Reduced antibiotic consumption due to better self-management could change the profile of bacteria present in the airway, which might benefit the health of chronic obstructive pulmonary disease patients. To test this, we planned to use sputum samples already being collected from Colour-COPD trial patients for mechanistic work. The trial will test whether a sputum colour chart is non-inferior to usual self-management, and has a primary outcome of chronic obstructive pulmonary disease-specific hospital admission. Secondary outcomes include antibiotic consumption and quality of life. Since only half of exacerbations of chronic obstructive pulmonary disease (acute exacerbation of chronic obstructive pulmonary disease) are bacterial, and sputum colour has a good positive predictive value for bacterial presence, it is likely that our intervention will reduce antibiotic consumption. The main route by which our intervention could improve patient outcomes is that it could alter the airway microbiome, and subsequent pathological processes; this add-on study tried to assess that concept.

METHODS

We used all sputum samples submitted by Colour-COPD trial patients and processed and stored them for microbiome and cytokine analyses. Sputum plugs were split with one-half being diluted in phosphate-buffered saline, dispersed using glass beads and stored for quantitative polymerase chain reaction/16S analysis. The second portion was dispersed using sequential phosphate-buffered saline and dithiothreitol treatment, generating supernatants and cytospins. Analysis of the microbial patterns, which would have been obtained from the respiratory microbiome, will be compared to antibiotic consumption for acute exacerbation of chronic obstructive pulmonary disease (days/year) steroid load (days/year and mg/year), acute exacerbation of chronic obstructive pulmonary disease rate, forced expiratory volume in 1 second and longitudinally within individuals to determine the impact of frequent courses of antibiotics at group and individual level. This work will now be completed outside the duration of this award. Selected inflammatory markers linked to neutrophilic and eosinophilic inflammation were planned to be measured, but this work was abandoned when the study was terminated early.

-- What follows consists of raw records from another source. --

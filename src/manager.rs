//! Device manager - discovery sweeps, hot-plug tracking, active handle set
//!
//! Owns the table of tracked device handles, keyed by transport path.
//! Discovery sweeps and hot-plug arrivals construct handles through the
//! driver registry; hot-plug removals and handle-reported transport
//! failures retire them. Both removal trigger sources funnel through the
//! same table removal, so `DeviceEvent::Disconnected` fires exactly once
//! per retirement.

use std::collections::HashMap;
use std::sync::atomic::{AtomicU32, Ordering};
use std::sync::Arc;

use parking_lot::Mutex;
use tokio::sync::{broadcast, mpsc};
use tokio::task::JoinHandle;
use tracing::{debug, info, warn};

use crate::error::DeviceError;
use crate::registry::{self, Driver};
use crate::transport::HidBackend;
use crate::types::{DeviceEvent, DeviceIdentity, DeviceUid, EndpointInfo, HotplugEvent};
use crate::DisplayDevice;

/// Capacity of the device event broadcast channel
const EVENT_CHANNEL_CAPACITY: usize = 32;

/// Owned channel a handle uses to report an unsolicited disconnect.
///
/// Handed to each device constructor by the manager; one queue drained
/// by the manager task replaces a per-handle multicast event, so there
/// is nothing to unsubscribe on removal.
#[derive(Clone)]
pub struct DisconnectNotifier {
    uid: DeviceUid,
    tx: mpsc::UnboundedSender<DeviceUid>,
}

impl DisconnectNotifier {
    pub(crate) fn new(uid: DeviceUid, tx: mpsc::UnboundedSender<DeviceUid>) -> Self {
        Self { uid, tx }
    }

    /// Manager-assigned unique id of the owning handle
    pub fn uid(&self) -> DeviceUid {
        self.uid
    }

    /// Report an unsolicited transport failure on the owning handle.
    pub fn notify(&self) {
        // The manager may already be gone during shutdown.
        let _ = self.tx.send(self.uid);
    }
}

struct Entry {
    uid: DeviceUid,
    device: Arc<dyn DisplayDevice>,
}

struct Shared {
    backend: Arc<dyn HidBackend>,
    /// Immutable driver table, injected at construction
    drivers: &'static [Driver],
    /// Active handles keyed by transport path. The single lock
    /// serializes every mutation; readers take snapshots.
    devices: Mutex<HashMap<String, Entry>>,
    event_tx: broadcast::Sender<DeviceEvent>,
    disconnect_tx: mpsc::UnboundedSender<DeviceUid>,
    /// Held by the monitor task while it runs; surviving a stop/start
    /// cycle keeps queued handle notifications deliverable.
    disconnect_rx: tokio::sync::Mutex<mpsc::UnboundedReceiver<DeviceUid>>,
    next_uid: AtomicU32,
}

/// Discovery and lifecycle tracking for all connected CoreView devices
pub struct DeviceManager {
    shared: Arc<Shared>,
    monitor: Mutex<Option<JoinHandle<()>>>,
}

impl DeviceManager {
    /// Create a manager over the built-in driver table.
    pub fn new(backend: Arc<dyn HidBackend>) -> Self {
        Self::with_drivers(backend, registry::DRIVERS)
    }

    /// Create a manager over an explicit driver table.
    pub fn with_drivers(backend: Arc<dyn HidBackend>, drivers: &'static [Driver]) -> Self {
        let (event_tx, _) = broadcast::channel(EVENT_CHANNEL_CAPACITY);
        let (disconnect_tx, disconnect_rx) = mpsc::unbounded_channel();
        Self {
            shared: Arc::new(Shared {
                backend,
                drivers,
                devices: Mutex::new(HashMap::new()),
                event_tx,
                disconnect_tx,
                disconnect_rx: tokio::sync::Mutex::new(disconnect_rx),
                next_uid: AtomicU32::new(1),
            }),
            monitor: Mutex::new(None),
        }
    }

    /// Sweep every registered vendor/product pair for endpoints.
    ///
    /// Endpoints already tracked by path are returned as-is, never
    /// duplicated. A construction failure for one endpoint is logged and
    /// skipped; discovery of the rest continues.
    pub async fn discover_devices(&self) -> Result<Vec<Arc<dyn DisplayDevice>>, DeviceError> {
        let mut found = Vec::new();
        for driver in self.shared.drivers {
            let endpoints = match self.shared.backend.enumerate(driver.vid, driver.pid) {
                Ok(endpoints) => endpoints,
                Err(e) => {
                    warn!(
                        "Enumeration failed for {:04X}:{:04X} ({}): {}",
                        driver.vid, driver.pid, driver.name, e
                    );
                    continue;
                }
            };
            for endpoint in endpoints {
                match self.shared.track_endpoint(driver, endpoint) {
                    Ok(device) => found.push(device),
                    Err(e) => warn!("Skipping {} endpoint: {}", driver.name, e),
                }
            }
        }
        info!("Discovery found {} devices", found.len());
        Ok(found)
    }

    /// Snapshot of all tracked handles
    pub fn active_devices(&self) -> Vec<Arc<dyn DisplayDevice>> {
        self.shared
            .devices
            .lock()
            .values()
            .map(|entry| entry.device.clone())
            .collect()
    }

    /// Look up a tracked handle by its unique id. Linear scan; the
    /// active set is small.
    pub fn get_device(&self, uid: DeviceUid) -> Option<Arc<dyn DisplayDevice>> {
        self.shared
            .devices
            .lock()
            .values()
            .find(|entry| entry.uid == uid)
            .map(|entry| entry.device.clone())
    }

    /// Subscribe to device lifecycle events.
    pub fn subscribe(&self) -> broadcast::Receiver<DeviceEvent> {
        self.shared.event_tx.subscribe()
    }

    /// Start the monitor task: drains hot-plug notifications from the
    /// backend and disconnect reports from tracked handles. Idempotent
    /// while running.
    ///
    /// Without backend hot-plug support the task still runs to retire
    /// handles that report transport failures.
    pub fn start(&self) {
        let mut monitor = self.monitor.lock();
        if monitor.is_some() {
            return;
        }

        let hotplug_rx = match self.shared.backend.hotplug_events() {
            Ok(rx) => Some(rx),
            Err(e) => {
                warn!("Hot-plug monitoring unavailable: {}", e);
                None
            }
        };

        let shared = self.shared.clone();
        *monitor = Some(tokio::spawn(monitor_loop(shared, hotplug_rx)));
        debug!("Monitor task started");
    }

    /// Stop the monitor task. Tolerates being called mid-sweep; queued
    /// handle notifications are delivered after the next `start`.
    pub async fn stop(&self) {
        let handle = self.monitor.lock().take();
        if let Some(handle) = handle {
            handle.abort();
            let _ = handle.await;
            debug!("Monitor task stopped");
        }
    }
}

impl Shared {
    /// Construct and track a handle for an endpoint, or return the
    /// handle already tracked at its path.
    fn track_endpoint(
        &self,
        driver: &'static Driver,
        endpoint: EndpointInfo,
    ) -> Result<Arc<dyn DisplayDevice>, DeviceError> {
        if let Some(entry) = self.devices.lock().get(&endpoint.path) {
            return Ok(entry.device.clone());
        }

        let uid = DeviceUid(self.next_uid.fetch_add(1, Ordering::Relaxed));
        let identity = DeviceIdentity {
            vid: endpoint.vid,
            pid: endpoint.pid,
            name: endpoint
                .product
                .clone()
                .unwrap_or_else(|| driver.name.to_string()),
            manufacturer: endpoint.manufacturer.clone(),
            path: endpoint.path.clone(),
            serial: endpoint.serial.clone(),
        };
        let notifier = DisconnectNotifier::new(uid, self.disconnect_tx.clone());
        let device = (driver.ctor)(identity.clone(), self.backend.clone(), notifier)?;

        {
            let mut devices = self.devices.lock();
            // A hot-plug arrival can race a discovery sweep for the same
            // endpoint; whoever inserted first wins.
            if let Some(entry) = devices.get(&endpoint.path) {
                return Ok(entry.device.clone());
            }
            devices.insert(
                endpoint.path.clone(),
                Entry {
                    uid,
                    device: device.clone(),
                },
            );
        }

        info!(
            "Tracking {} ({:04X}:{:04X}) as {:?} at {}",
            identity.name, identity.vid, identity.pid, uid, identity.path
        );
        let _ = self.event_tx.send(DeviceEvent::Discovered { uid, identity });
        Ok(device)
    }

    async fn handle_arrival(&self, endpoint: EndpointInfo) {
        let Some(driver) = self
            .drivers
            .iter()
            .find(|d| d.vid == endpoint.vid && d.pid == endpoint.pid)
        else {
            debug!(
                "Ignoring unsupported device {:04X}:{:04X} at {}",
                endpoint.vid, endpoint.pid, endpoint.path
            );
            return;
        };
        if let Err(e) = self.track_endpoint(driver, endpoint) {
            warn!("Failed to track arrived {} device: {}", driver.name, e);
        }
    }

    async fn retire_path(&self, path: &str) {
        let entry = self.devices.lock().remove(path);
        if let Some(entry) = entry {
            self.finish_retire(entry).await;
        }
    }

    async fn retire_uid(&self, uid: DeviceUid) {
        let entry = {
            let mut devices = self.devices.lock();
            let path = devices
                .iter()
                .find(|(_, entry)| entry.uid == uid)
                .map(|(path, _)| path.clone());
            path.and_then(|path| devices.remove(&path))
        };
        if let Some(entry) = entry {
            self.finish_retire(entry).await;
        }
    }

    /// Complete a retirement after the table removal that claimed it:
    /// close the transport and raise the event. Runs at most once per
    /// entry because only one caller can remove it.
    async fn finish_retire(&self, entry: Entry) {
        let _ = entry.device.disconnect().await;
        let identity = entry.device.identity().clone();
        info!("Retired {:?} at {}", entry.uid, identity.path);
        let _ = self.event_tx.send(DeviceEvent::Disconnected {
            uid: entry.uid,
            identity,
        });
    }
}

async fn monitor_loop(
    shared: Arc<Shared>,
    mut hotplug_rx: Option<mpsc::UnboundedReceiver<HotplugEvent>>,
) {
    let mut disconnect_rx = shared.disconnect_rx.lock().await;
    loop {
        tokio::select! {
            event = next_hotplug(&mut hotplug_rx) => match event {
                Some(HotplugEvent::Arrived(endpoint)) => shared.handle_arrival(endpoint).await,
                Some(HotplugEvent::Removed(path)) => shared.retire_path(&path).await,
                None => {
                    warn!("Hot-plug stream ended");
                    hotplug_rx = None;
                }
            },
            uid = disconnect_rx.recv() => match uid {
                Some(uid) => shared.retire_uid(uid).await,
                // Unreachable while the shared state holds a sender.
                None => break,
            },
        }
    }
}

/// Receive the next hot-plug event, or park forever once the stream is
/// gone (handle disconnects still drain).
async fn next_hotplug(
    rx: &mut Option<mpsc::UnboundedReceiver<HotplugEvent>>,
) -> Option<HotplugEvent> {
    match rx {
        Some(rx) => rx.recv().await,
        None => std::future::pending().await,
    }
}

RESULTS AND STUDY LIMITATIONS

The trial was stopped prematurely due to low recruitment. This was due to a combination of insufficient trial sites, the impact of COVID-19 on research infrastructure and a reduced rate of acute exacerbation of chronic obstructive pulmonary disease during the COVID-19 pandemic, which affected eligibility in primary care sites, in particular. Since analysis of the microbiome was planned to occur only after trial results, this was abandoned within this award at the termination of the trial. However, since the research questions remained, could be answered in other ways, and patients had consented to the use of their samples for the proposed work, alternative ways to collect samples and fund microbiome analyses were sought. We are now at a point where we expect to have sufficient samples to have adequate power to answer two of our research questions by the time the trial ends, and will conduct their analysis thereafter.

CONCLUSION

Although we are not able to address our objectives of describing the airway microbiome in a primary care chronic obstructive pulmonary disease population, and describing the relationship between antibiotic consumption and changes in airway microbiome during the term of the award, we were able to learn lessons about matching mechanistic work to trials.

FUTURE WORK

We stored samples for a separately funded study to meet our objectives.

FUNDING

This synopsis presents independent research funded by the National Institute for Health and Care Research (NIHR) Efficacy and Mechanism Evaluation (EME) programme as award number NIHR130938.